The swamp was beautiful, however, everything from tree to reed was ever winter, ever in bloom. If it wasn't freezing and filled with monsters, Lynn could see it as popular destination. The water took on a lavender hue in certain lights that she found mesmerizing and a welcome relief against all the blaring white. "How much longer, Captain?" Lynn asked watching the scales of ice on the water rise and break apart from the boat's disturbance.

"I said get away from the edge girl! I don't care how good your money is, if I show up to port with blood on my boat it won't do me any good." Lynn pulled away again.

"Well?" She pressed.

"Should be there by dawn, so long as it doesn't freeze too badly." The Captain answered, eyes always darting. Lynn found a chair to slump over in the curtained area of the boat where she slept. She reviewed her tickets, 2 day passes for The Lance, to take her up the Swamp to Ciro. The only way to reach the capital cities was by boat and if it weren't for the sensitive documents Lynn had hidden in her luggage she would have taken the far warmer steamers available on the southern side of the islands. There was weeks to spare before the Senate made it's decision and once she delivered these papers nothing would happen immediately, but she still willed the giant paddles of the boat to turn faster.
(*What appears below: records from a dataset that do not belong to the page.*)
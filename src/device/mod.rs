pub mod btle;
pub mod connection;
pub mod constants;
pub mod scanner;
pub mod types;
They neared the narrowest part of the river and still they had seen nothing of interest. Lynn kept her eyes peeled as the men urged her but her expression was flat. One of the men, Dizzy they called him, pointed. "You see those, they're blood blossoms." The red blooms hung on long vines from the trees, they were pink translucent bulbs with bright red veins as big as her head. "Get caught in those and they'll drain you dry, they release a sweet smell these critters can't resist." Lynn crinkled her lips and the man laughed. "When they catch something the vines shake, seconds later blood fills the sacs up like red balloons."

The next morning she awoke to a dense fog, thin ice coated everything. She stepped carefully on the slick surface and was startled when the man Dizzy was suddenly before her. He put a finger to his lips, his brows covered in frost. The men huddled in the center of the boat, clutching their weapons. All was silent save for a long metal groan. She nearly screamed as the boat began to bob. The sight of red balloons penetrated the fog. The vines tugged like stings, pulled branches into the water from both sides of the river as if they were caught on something. They sailed to port through a long trail of red ice hours later.